- Task to complete -
Scan the entries for lines containing the string "year". Reply with how many there are, and nothing else.

Stored data
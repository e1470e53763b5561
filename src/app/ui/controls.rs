use eframe::egui::{self, RichText, Sense, Ui, vec2};
use fuzzy_matcher::FuzzyMatcher;
use fuzzy_matcher::skim::SkimMatcherV2;

use crate::graph::ConnectionType;
use crate::graph::render::connection_color;

use super::super::GraphView;

const SEARCH_RESULT_ROWS: usize = 8;

fn fuzzy_match_score(matcher: &SkimMatcherV2, text: &str, query: &str) -> Option<i64> {
    matcher
        .fuzzy_match(text, query)
        .or_else(|| matcher.fuzzy_match(&text.to_lowercase(), &query.to_lowercase()))
}

impl GraphView {
    /// Best title matches for the current query, highest score first.
    pub(in crate::app) fn search_matches(&self) -> Vec<usize> {
        let query = self.search.trim();
        if query.is_empty() {
            return Vec::new();
        }

        let matcher = SkimMatcherV2::default();
        let mut scored = self
            .data
            .nodes
            .iter()
            .enumerate()
            .filter_map(|(index, node)| {
                fuzzy_match_score(&matcher, &node.title, query).map(|score| (index, score))
            })
            .collect::<Vec<_>>();
        scored.sort_by(|a, b| b.1.cmp(&a.1).then(a.0.cmp(&b.0)));
        scored.into_iter().map(|(index, _)| index).collect()
    }

    pub(in crate::app) fn draw_controls(&mut self, ui: &mut Ui) {
        ui.heading("Search");
        ui.add_space(4.0);

        let response = ui.add(
            egui::TextEdit::singleline(&mut self.search)
                .hint_text("Title")
                .desired_width(f32::INFINITY),
        );
        let submitted =
            response.lost_focus() && ui.input(|input| input.key_pressed(egui::Key::Enter));

        let matches = self.search_matches();
        if submitted && let Some(&best) = matches.first() {
            self.focus_node(best);
        }

        if !self.search.trim().is_empty() {
            ui.add_space(4.0);
            if matches.is_empty() {
                ui.label(RichText::new("No matching titles").weak());
            }
            let mut picked = None;
            for &index in matches.iter().take(SEARCH_RESULT_ROWS) {
                let Some(node) = self.data.nodes.get(index) else {
                    continue;
                };
                let label = match node.year {
                    Some(year) => format!("{} ({year})", node.title),
                    None => node.title.clone(),
                };
                if ui.link(label).clicked() {
                    picked = Some(index);
                }
            }
            if let Some(index) = picked {
                self.focus_node(index);
            }
        }

        ui.separator();
        self.draw_legend(ui);
    }

    fn draw_legend(&self, ui: &mut Ui) {
        ui.label(RichText::new("Connection colors").strong());
        ui.add_space(2.0);
        for kind in ConnectionType::ALL {
            ui.horizontal(|ui| {
                let (rect, _) = ui.allocate_exact_size(vec2(12.0, 12.0), Sense::hover());
                ui.painter().rect_filled(rect, 2.0, connection_color(kind));
                ui.label(kind.label());
            });
        }
        ui.add_space(4.0);
        ui.small("Thicker lines mean more similar items.");
    }
}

- Answer for the task -
2